En 1962, un an après l’introduction du premier robot sur une chaîne d’assemblage de General Motors, débutait le dessin animé Les Jetsons. La série prédisait un avenir où les gens pourraient avoir tout ce qu’ils voulaient (un dîner gourmand, une maison impeccable, une voiture volante qui se replie dans une valise) en appuyant simplement sur un bouton.

C’était de la fiction pour l’époque, et pour une large part, ça le reste aujourd’hui : les progrès sont parfois lents à arriver. L’âge des chasseurs-cueilleurs a duré deux millions d’années, celui de l’agriculture a duré plusieurs milliers d’années, et l’âge industriel a duré deux siècles.

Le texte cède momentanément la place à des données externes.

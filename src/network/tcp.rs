//! Blocking TCP transport built on `std::net::TcpStream`.
//!
//! Reads use the socket read timeout, so a read that times out reports
//! `Ok(0)` and an orderly shutdown by the peer reports
//! [`Error::ConnectionClosed`].

use std::io::{ErrorKind, Read as StdRead, Write as StdWrite};
use std::net::{Shutdown, TcpStream, ToSocketAddrs};
use std::time::Duration;

use super::error::Error;
use super::{Close, Connect, Connection, Read, Write};

/// Opens [`TcpConnection`]s, resolving host names with the system resolver.
#[derive(Debug, Default, Clone, Copy)]
pub struct TcpConnector;

impl TcpConnector {
    /// Create a new connector.
    pub fn new() -> Self {
        Self
    }
}

impl Connect for TcpConnector {
    type Connection = TcpConnection;
    type Error = Error;

    fn connect(
        &mut self,
        host: &str,
        port: u16,
        timeout_ms: u32,
    ) -> Result<Self::Connection, Self::Error> {
        let timeout = Duration::from_millis(timeout_ms.max(1) as u64);
        let addrs = (host, port)
            .to_socket_addrs()
            .map_err(|_| Error::InvalidAddress)?;

        let mut last = Error::InvalidAddress;
        for addr in addrs {
            match TcpStream::connect_timeout(&addr, timeout) {
                Ok(stream) => {
                    stream.set_nodelay(true).map_err(|_| Error::NotOpen)?;
                    return Ok(TcpConnection { stream });
                }
                Err(e) if e.kind() == ErrorKind::TimedOut => last = Error::Timeout,
                Err(_) => last = Error::ConnectionRefused,
            }
        }
        Err(last)
    }
}

/// A connected TCP stream.
#[derive(Debug)]
pub struct TcpConnection {
    stream: TcpStream,
}

impl TcpConnection {
    /// Wrap an already connected stream.
    pub fn from_stream(stream: TcpStream) -> Self {
        Self { stream }
    }
}

impl Read for TcpConnection {
    type Error = Error;

    fn read(&mut self, buf: &mut [u8], timeout_ms: u32) -> Result<usize, Self::Error> {
        // A zero duration is rejected by set_read_timeout.
        let timeout = Duration::from_millis(timeout_ms.max(1) as u64);
        self.stream
            .set_read_timeout(Some(timeout))
            .map_err(|_| Error::ReadError)?;
        match self.stream.read(buf) {
            Ok(0) if !buf.is_empty() => Err(Error::ConnectionClosed),
            Ok(n) => Ok(n),
            Err(e) if matches!(e.kind(), ErrorKind::WouldBlock | ErrorKind::TimedOut) => Ok(0),
            Err(e) if e.kind() == ErrorKind::Interrupted => Ok(0),
            Err(_) => Err(Error::ReadError),
        }
    }
}

impl Write for TcpConnection {
    type Error = Error;

    fn write(&mut self, buf: &[u8]) -> Result<usize, Self::Error> {
        self.stream
            .write_all(buf)
            .map(|_| buf.len())
            .map_err(|_| Error::WriteError)
    }

    fn flush(&mut self) -> Result<(), Self::Error> {
        self.stream.flush().map_err(|_| Error::WriteError)
    }
}

impl Close for TcpConnection {
    type Error = Error;

    fn close(self) -> Result<(), Self::Error> {
        match self.stream.shutdown(Shutdown::Both) {
            Ok(()) => Ok(()),
            // Already torn down by the peer.
            Err(e) if e.kind() == ErrorKind::NotConnected => Ok(()),
            Err(_) => Err(Error::NotOpen),
        }
    }
}

impl Connection for TcpConnection {}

Est venu ensuite l’âge de l’information qui a considérablement accéléré la vitesse à laquelle nous évoluons, tout du moins sur le plan technologique. L’humanité se trouve maintenant à l’aube de la prochaine grande ère : l’âge de l’intelligence augmentée. Nos capacités naturelles seront augmentées, des systèmes de calculs nous aideront à réfléchir, des systèmes robotiques nous aideront à fabriquer et n système nerveux numérique nous connectera au monde.

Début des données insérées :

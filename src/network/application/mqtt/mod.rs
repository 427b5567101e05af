//! MQTT 3.1.1 client for constrained devices.
//!
//! The client keeps a single long-lived session with a broker: it performs
//! the CONNECT/CONNACK handshake, frames and parses packets, tracks
//! subscriptions, sends keep-alive pings and reconnects transparently after
//! transport failures, restoring its subscriptions.
//!
//! # Layers
//!
//! - [`codec`]: allocation-free packet encoding and decoding.
//! - [`subscriptions`]: the fixed-capacity registry replayed on reconnect.
//! - [`keep_alive`]: the ping timer state machine.
//! - [`connection`]: the [`Session`], which owns the transport and performs
//!   handshake, teardown and reconnection. `no_std`.
//! - [`Client`] (feature `std`): the thread-safe facade plus a background
//!   engine that services keep-alive, receives frames and reconnects.
//!
//! # Scope
//!
//! QoS 0 and QoS 1 publishing, single-filter subscriptions, inbound QoS 0
//! and QoS 1 delivery (QoS 1 is acknowledged with PUBACK). QoS 2, MQTT 5,
//! persistent session storage and outbound message queuing are not
//! implemented.
//!
//! # Limits
//!
//! | Resource | Limit |
//! |----------|-------|
//! | Outbound frame | [`MAX_PACKET_SIZE`] bytes |
//! | Inbound frame | `RECV_BUF_SIZE` (1024) bytes |
//! | Tracked subscriptions | [`MAX_SUBSCRIPTIONS`] |
//! | Topic filter | [`MAX_TOPIC_LEN`] bytes |

pub mod codec;
pub mod connection;
pub mod error;
pub mod keep_alive;
pub mod options;
pub mod subscriptions;

#[cfg(feature = "std")]
mod client;
#[cfg(feature = "std")]
mod engine;

#[cfg(feature = "std")]
pub use client::{Client, MessageHandler};
pub use codec::QoS;
pub use connection::{MAX_PACKET_SIZE, Session, State};
#[cfg(feature = "std")]
pub use engine::RECV_BUF_SIZE;
pub use error::{ConnectReturnCode, Error};
pub use options::{Options, ReconnectPolicy};
pub use subscriptions::{MAX_SUBSCRIPTIONS, MAX_TOPIC_LEN};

Homme + ordinateur = conception collaborative

Cette augmentation est possible grâce à la conception générative, un système informatique qui permet aux ingénieurs et aux ordinateurs de créer ensemble des choses qu’ils ne pourraient pas réaliser séparément. Les ingénieurs commencent par déterminer les exigences en entrant les objectifs et les contraintes. Ils utilisent ensuite des algorithmes d’apprentissage automatique et la puissance du cloud computing pour explorer des dizaines de milliers d’options, et produire des solutions qu’aucun humain, seul, n’aurait été capable de concevoir.

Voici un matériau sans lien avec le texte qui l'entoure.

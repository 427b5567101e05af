//! A transport abstraction layer for embedded systems
//!
//! This module provides the small set of traits the MQTT engine needs from a
//! byte-stream transport: open a connection to a host, read with a bounded
//! timeout, write, and close. Any socket-like stack (BSD sockets, lwIP,
//! smoltcp, a modem AT driver, or an in-memory fake) can be plugged in by
//! implementing them.
//!
//! Transports are chosen per client instance: the connector is passed into
//! [`Client::new`](crate::network::application::mqtt::Client::new), so one
//! process can run several clients over different transports.
//!

#![allow(missing_docs)]
#![deny(unsafe_code)]

/// Common error types for network operations
pub mod error;

/// Application-layer protocols built on the transport traits
pub mod application;

/// Transport security layered over any connector
pub mod tls;

/// A blocking TCP transport over `std::net`
#[cfg(feature = "std")]
pub mod tcp;

/// Re-exports of common traits
pub mod prelude {
    pub use super::{Close, Connect, Connection, Read, Write};
}

pub trait Read {
    /// Associated error type
    type Error: core::fmt::Debug;
    /// Read available data from the connection, waiting at most `timeout_ms`.
    ///
    /// Returns `Ok(0)` when the timeout elapsed without data. A peer that
    /// closed the stream is an error, not `Ok(0)`.
    fn read(&mut self, buf: &mut [u8], timeout_ms: u32) -> Result<usize, Self::Error>;
}

pub trait Write {
    /// Associated error type
    type Error: core::fmt::Debug;
    /// Write data to the connection, returning the number of bytes accepted
    fn write(&mut self, buf: &[u8]) -> Result<usize, Self::Error>;
    /// Flush the write buffer
    fn flush(&mut self) -> Result<(), Self::Error>;
}

pub trait Close {
    /// Associated error type
    type Error: core::fmt::Debug;
    /// Close the connection
    fn close(self) -> Result<(), Self::Error>;
}

/// A synchronous connection
pub trait Connection: Read + Write + Close {}

/// A synchronous connector (client)
pub trait Connect {
    /// Associated connection type
    type Connection: Connection;
    /// Associated error type
    type Error: core::fmt::Debug;
    /// Open a connection to `host:port`, giving up after `timeout_ms`
    fn connect(
        &mut self,
        host: &str,
        port: u16,
        timeout_ms: u32,
    ) -> Result<Self::Connection, Self::Error>;
}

Une application de ce principe consiste à réimaginer la façon dont les villes devraient être conçues dans un monde nouveau. Les dynamiques sociales, économiques et géologiques doivent être prises en compte. Les grandes villes sont des systèmes extrêmement complexes, hors de la portée du seul entendement humain. Mais en devenant les partenaires de systèmes informatiques sophistiqués, les équipes d’humains et d’ordinateurs peuvent commencer à comprendre et à résoudre ces défis.

Les ingénieurs pourront construire des ponts, des routes et des bâtiments qui sont plus longs ou plus hauts que jamais, qui peuvent supporter une météorologie et une activité géologique de plus en plus violente, tout en respectant des normes de sécurité plus exigeantes que jamais. Ils pourront également comprendre comment ces projets s’intègrent au contexte plus large : comment ils affectent l’infrastructure et les bâtiments qui les entourent ; quels sont les autres solutions possibles et leurs avantages.

intelligence augmentation robots in lobby with people

Vient ensuite l’innovation des produits. Prenons par exemple Hack Rod, la première voiture conçue par l’IA : une voiture de course dotée d’un système nerveux fait de capteurs, et poussée jusqu’à ses limites. Les données collectées ont ensuite été renvoyées dans un système de conception générative nommé Dreamcatcher, qui a créé un châssis dont les caractéristiques structurelles sont optimisées, et qui s’adapte aux conditions routières et au style du pilote.

L’un des meilleurs aspects de l’IA est le suivant : une fois qu’une machine intègre un domaine d’expertise, toutes les autres peuvent l’intégrer ; elles partagent l’apprentissage en réseau, ou les connaissances omniprésentes instantanées.

L’homme, de son côté, est bien moins efficace. Au fil du temps, les grands esprits ont exploité les connaissances existantes, comme Isaac Newton l’a fait remarquer « en étant porté par des épaules de géants ». Avec l’IA, c’est comme si les humains montaient sur les épaules de machines géantes – dont la taille ne cesse de croître.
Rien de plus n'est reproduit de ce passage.